To return to the personal, while under the dyspeptic spell of amebiasis, I had little positive to say about anything and wrote virtually nothing new, though I could edit and revise. In my protracted illness creativity departed from me. As a bona fide third-generation manic-depressive, I have also never been able to write in my deepest depressions, with the exception of a few minor poems. I have been able to write in a melancholy vein, like most self-respecting poets, during milder depressions.

It would be foolish of me, however, not to remind the reader that there are more cheerful writers whom I suspect had good digestions, C. S. Lewis being already mentioned, to whom we might add such luminaries as Ogden Nash, Dorothy Parker, Erma Bombeck, e. e. cummings and Walt Whitman.

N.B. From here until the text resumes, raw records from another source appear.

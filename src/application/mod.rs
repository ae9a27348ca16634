pub mod evaluation;
pub mod expander;
pub mod filters;
pub mod patterns;
pub mod plan_assembler;
pub mod planner;
pub mod recommendations;
pub mod selector;
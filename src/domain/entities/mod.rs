pub mod plan;
pub mod plan_view;
pub mod recommendation;
//! Shared test helpers.
#![allow(dead_code)]

use chrono::{DateTime, TimeZone, Utc};
use holistic_planner::domain::entities::plan::{HolisticPlan, PlanStep};
use holistic_planner::domain::entities::recommendation::RecommendationDraft;
use holistic_planner::domain::ports::clock::Clock;
use holistic_planner::domain::ports::recommendation_repository::RecommendationRepository;
use holistic_planner::domain::values::context::{OpportunityContext, Position, Security};
use holistic_planner::domain::values::opportunity::{Opportunity, OpportunityCategory};
use holistic_planner::domain::values::trade_side::TradeSide;
use holistic_planner::infrastructure::clock::ManualClock;
use holistic_planner::infrastructure::memory::recommendation_repo::InMemoryRecommendationRepo;
use holistic_planner::open_sqlite;
use holistic_planner::HolisticPlanner;
use std::sync::Arc;
use tempfile::TempDir;

pub const AUDIT_CAPACITY: usize = 4;

pub fn setup() -> HolisticPlanner {
    HolisticPlanner::in_memory().unwrap()
}

pub fn t0() -> DateTime<Utc> {
    Utc.with_ymd_and_hms(2026, 3, 2, 8, 0, 0).unwrap()
}

/// One store under test. Keeps the temp directory alive for file-backed sqlite.
pub struct Backend {
    pub name: &'static str,
    pub repo: Arc<dyn RecommendationRepository>,
    pub clock: Arc<ManualClock>,
    _dir: Option<TempDir>,
}

/// The same contract runs against every backend.
pub fn backends() -> Vec<Backend> {
    let mut out = Vec::new();

    let clock = Arc::new(ManualClock::new(t0()));
    out.push(Backend {
        name: "memory",
        repo: Arc::new(InMemoryRecommendationRepo::new(
            clock.clone() as Arc<dyn Clock>,
            AUDIT_CAPACITY,
        )),
        clock,
        _dir: None,
    });

    let clock = Arc::new(ManualClock::new(t0()));
    out.push(Backend {
        name: "sqlite-memory",
        repo: Arc::new(open_sqlite(":memory:", clock.clone() as Arc<dyn Clock>, AUDIT_CAPACITY).unwrap()),
        clock,
        _dir: None,
    });

    let clock = Arc::new(ManualClock::new(t0()));
    let dir = tempfile::tempdir().unwrap();
    let path = dir.path().join("planner.db");
    out.push(Backend {
        name: "sqlite-file",
        repo: Arc::new(
            open_sqlite(path.to_str().unwrap(), clock.clone() as Arc<dyn Clock>, AUDIT_CAPACITY).unwrap(),
        ),
        clock,
        _dir: Some(dir),
    });

    out
}

pub fn draft(symbol: &str, side: TradeSide, reason: &str, hash: &str, priority: f64) -> RecommendationDraft {
    RecommendationDraft {
        symbol: symbol.to_string(),
        name: format!("{symbol} Corp"),
        side,
        quantity: 10,
        estimated_price: 100.0,
        estimated_value: 1000.0,
        reason: reason.to_string(),
        currency: "EUR".to_string(),
        priority,
        current_portfolio_score: 0.5,
        new_portfolio_score: 0.6,
        portfolio_hash: hash.to_string(),
    }
}

pub fn step(
    n: usize,
    side: TradeSide,
    symbol: &str,
    quantity: i64,
    price: f64,
    score_before: f64,
    score_after: f64,
) -> PlanStep {
    PlanStep {
        step_number: n,
        side,
        isin: format!("ISIN-{symbol}"),
        symbol: symbol.to_string(),
        name: symbol.to_string(),
        quantity,
        estimated_price: price,
        estimated_value: quantity as f64 * price,
        currency: "EUR".to_string(),
        reason: format!("step {n}"),
        narrative: format!("Step {n}: {side} {quantity} shares of {symbol}"),
        is_windfall: false,
        is_averaging_down: false,
        portfolio_score_before: score_before,
        portfolio_score_after: score_after,
        cash_before: 0.0,
        cash_after: 0.0,
    }
}

pub fn plan(steps: Vec<PlanStep>) -> HolisticPlan {
    let current = steps.first().map(|s| s.portfolio_score_before).unwrap_or(0.5);
    let end = steps.last().map(|s| s.portfolio_score_after).unwrap_or(current);
    HolisticPlan {
        steps,
        current_score: current,
        end_state_score: end,
        improvement: end - current,
        narrative_summary: String::new(),
        cash_required: 0.0,
        cash_generated: 0.0,
        feasible: true,
        pattern: None,
        sequence_hash: None,
    }
}

pub fn security(isin: &str, symbol: &str, country: &str, industry: &str) -> Security {
    Security {
        isin: isin.to_string(),
        symbol: symbol.to_string(),
        name: format!("{symbol} Corp"),
        currency: "EUR".to_string(),
        country: country.to_string(),
        industry: industry.to_string(),
        allow_buy: true,
        allow_sell: true,
        quality_score: Some(0.7),
        dividend_yield: Some(0.02),
    }
}

pub fn position(isin: &str, symbol: &str, quantity: f64, avg_cost: f64, price: f64) -> Position {
    Position {
        isin: isin.to_string(),
        symbol: symbol.to_string(),
        quantity,
        avg_cost,
        current_price: price,
        market_value_eur: quantity * price,
        first_bought_at: None,
    }
}

pub fn opportunity(
    category: OpportunityCategory,
    side: TradeSide,
    isin: &str,
    symbol: &str,
    quantity: i64,
    price: f64,
    priority: f64,
) -> Opportunity {
    Opportunity {
        category,
        side,
        isin: isin.to_string(),
        symbol: symbol.to_string(),
        name: format!("{symbol} Corp"),
        quantity,
        price,
        currency: "EUR".to_string(),
        eur_rate: 1.0,
        reason: format!("{category} {symbol}"),
        tags: Vec::new(),
        priority,
    }
}

/// Three-security portfolio holding AAA with 1000 EUR cash and one
/// opportunity per calculator family.
pub fn sample_context() -> OpportunityContext {
    let mut ctx = OpportunityContext::new(t0(), 1000.0);
    ctx.securities = vec![
        security("IE000AAA0001", "AAA", "US", "Technology"),
        security("DE000BBB0002", "BBB", "DE", "Industrials"),
        security("FR000CCC0003", "CCC", "FR", "Consumer"),
    ];
    ctx.positions = vec![position("IE000AAA0001", "AAA", 10.0, 100.0, 150.0)];
    ctx.total_portfolio_value_eur = 2500.0;

    let mut windfall = opportunity(
        OpportunityCategory::ProfitTaking,
        TradeSide::Sell,
        "IE000AAA0001",
        "AAA",
        3,
        150.0,
        0.8,
    );
    windfall.tags = vec!["windfall".to_string()];
    ctx.opportunities = vec![
        windfall,
        opportunity(
            OpportunityCategory::OpportunityBuys,
            TradeSide::Buy,
            "DE000BBB0002",
            "BBB",
            4,
            100.0,
            0.7,
        ),
        opportunity(
            OpportunityCategory::RebalanceBuys,
            TradeSide::Buy,
            "FR000CCC0003",
            "CCC",
            2,
            200.0,
            0.6,
        ),
    ];

    ctx.country_weights = [("US", 0.4), ("DE", 0.3), ("FR", 0.3)]
        .into_iter()
        .map(|(k, v)| (k.to_string(), v))
        .collect();
    ctx.target_weights = [("IE000AAA0001", 0.4), ("DE000BBB0002", 0.3), ("FR000CCC0003", 0.3)]
        .into_iter()
        .map(|(k, v)| (k.to_string(), v))
        .collect();
    for (isin, cagr, vol, sharpe, dd) in [
        ("IE000AAA0001", 0.12, 0.22, 1.1, -0.25),
        ("DE000BBB0002", 0.09, 0.18, 0.9, -0.18),
        ("FR000CCC0003", 0.10, 0.20, 1.0, -0.20),
    ] {
        ctx.cagrs.insert(isin.to_string(), cagr);
        ctx.volatility.insert(isin.to_string(), vol);
        ctx.sharpe.insert(isin.to_string(), sharpe);
        ctx.max_drawdown.insert(isin.to_string(), dd);
    }
    ctx
}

The whole question boils down to nature and nurture (a phrase first coined by Shakespeare, I believe in reference to Caliban). As a physician and psychiatrist, I am convinced that nature is much more important than nurture, given an adequate environment (or what Winnicott called "a good-enough mother"). I was likely born with a weak colon, and when in the throes of its dysfunction, I become acerbic and negative. In retrospect I remember having such severe gas pains in elementary school that I would sometimes drop and roll on neighbor's lawns while walking to school. Here in Mexico my Nordic genes lack the ability to code for immunity to subtropical parasites.

As an afterthought, I should say that in the course of writing this column, I had my wife tested and discovered that she is an asymptomatic carrier of amebiasis, as no doubt the majority of the population is here, and I have no doubt our son will test positive as well.

Et tu, Brute? Or better, Eres tu, Jose?